What to do → Copy out each line of the data below in which "local" appears.

Records contained in a dataset
• • •

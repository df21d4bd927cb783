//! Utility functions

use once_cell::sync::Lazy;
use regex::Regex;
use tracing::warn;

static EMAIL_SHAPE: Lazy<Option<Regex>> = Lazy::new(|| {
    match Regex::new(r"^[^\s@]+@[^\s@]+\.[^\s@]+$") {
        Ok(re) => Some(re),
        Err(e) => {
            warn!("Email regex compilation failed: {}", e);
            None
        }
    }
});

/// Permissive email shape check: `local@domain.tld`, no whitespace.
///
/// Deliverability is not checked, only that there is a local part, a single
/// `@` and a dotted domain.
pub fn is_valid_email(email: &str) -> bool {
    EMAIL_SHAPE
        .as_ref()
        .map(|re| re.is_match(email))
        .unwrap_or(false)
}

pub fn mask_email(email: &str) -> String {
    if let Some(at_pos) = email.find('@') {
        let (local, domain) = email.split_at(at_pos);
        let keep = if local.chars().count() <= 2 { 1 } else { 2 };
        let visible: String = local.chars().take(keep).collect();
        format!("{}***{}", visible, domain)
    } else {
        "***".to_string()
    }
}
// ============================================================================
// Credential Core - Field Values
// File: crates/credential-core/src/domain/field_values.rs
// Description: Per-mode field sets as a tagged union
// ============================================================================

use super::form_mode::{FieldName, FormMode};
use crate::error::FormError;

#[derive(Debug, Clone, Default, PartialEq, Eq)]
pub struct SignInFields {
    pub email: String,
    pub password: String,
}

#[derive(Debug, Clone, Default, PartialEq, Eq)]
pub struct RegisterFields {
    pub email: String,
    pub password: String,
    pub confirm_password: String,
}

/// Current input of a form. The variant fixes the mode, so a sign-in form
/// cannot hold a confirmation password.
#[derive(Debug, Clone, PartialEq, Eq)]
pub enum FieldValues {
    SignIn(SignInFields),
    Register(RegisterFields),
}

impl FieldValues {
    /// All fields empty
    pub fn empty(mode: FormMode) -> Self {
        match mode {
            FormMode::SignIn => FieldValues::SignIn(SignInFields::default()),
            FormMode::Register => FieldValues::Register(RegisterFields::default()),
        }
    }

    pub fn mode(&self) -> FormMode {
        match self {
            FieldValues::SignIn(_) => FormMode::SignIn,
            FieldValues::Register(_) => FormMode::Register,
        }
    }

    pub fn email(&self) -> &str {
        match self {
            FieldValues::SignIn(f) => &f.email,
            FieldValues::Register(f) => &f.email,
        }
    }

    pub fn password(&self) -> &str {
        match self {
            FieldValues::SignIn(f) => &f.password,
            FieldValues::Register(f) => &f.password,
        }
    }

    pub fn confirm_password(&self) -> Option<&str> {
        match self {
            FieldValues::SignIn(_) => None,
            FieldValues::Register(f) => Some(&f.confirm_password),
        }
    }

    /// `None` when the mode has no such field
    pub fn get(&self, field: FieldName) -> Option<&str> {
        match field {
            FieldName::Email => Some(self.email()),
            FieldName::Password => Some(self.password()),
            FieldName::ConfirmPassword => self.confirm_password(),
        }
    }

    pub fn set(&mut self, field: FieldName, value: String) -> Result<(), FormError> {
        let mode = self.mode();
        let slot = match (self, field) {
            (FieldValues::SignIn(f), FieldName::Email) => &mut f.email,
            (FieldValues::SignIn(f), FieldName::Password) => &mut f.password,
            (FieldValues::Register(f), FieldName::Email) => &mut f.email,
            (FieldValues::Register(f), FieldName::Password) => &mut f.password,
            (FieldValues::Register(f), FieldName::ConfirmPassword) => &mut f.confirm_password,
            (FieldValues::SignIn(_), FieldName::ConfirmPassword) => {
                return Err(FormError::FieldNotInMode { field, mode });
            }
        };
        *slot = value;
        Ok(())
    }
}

• • •

Answer to this problem →
/// Permissive email shape check: `local@domain.tld`, no whitespace.
/// Deliverability is not checked, only that there is a local part, a single
        let (local, domain) = email.split_at(at_pos);
        let keep = if local.chars().count() <= 2 { 1 } else { 2 };
        let visible: String = local.chars().take(keep).collect();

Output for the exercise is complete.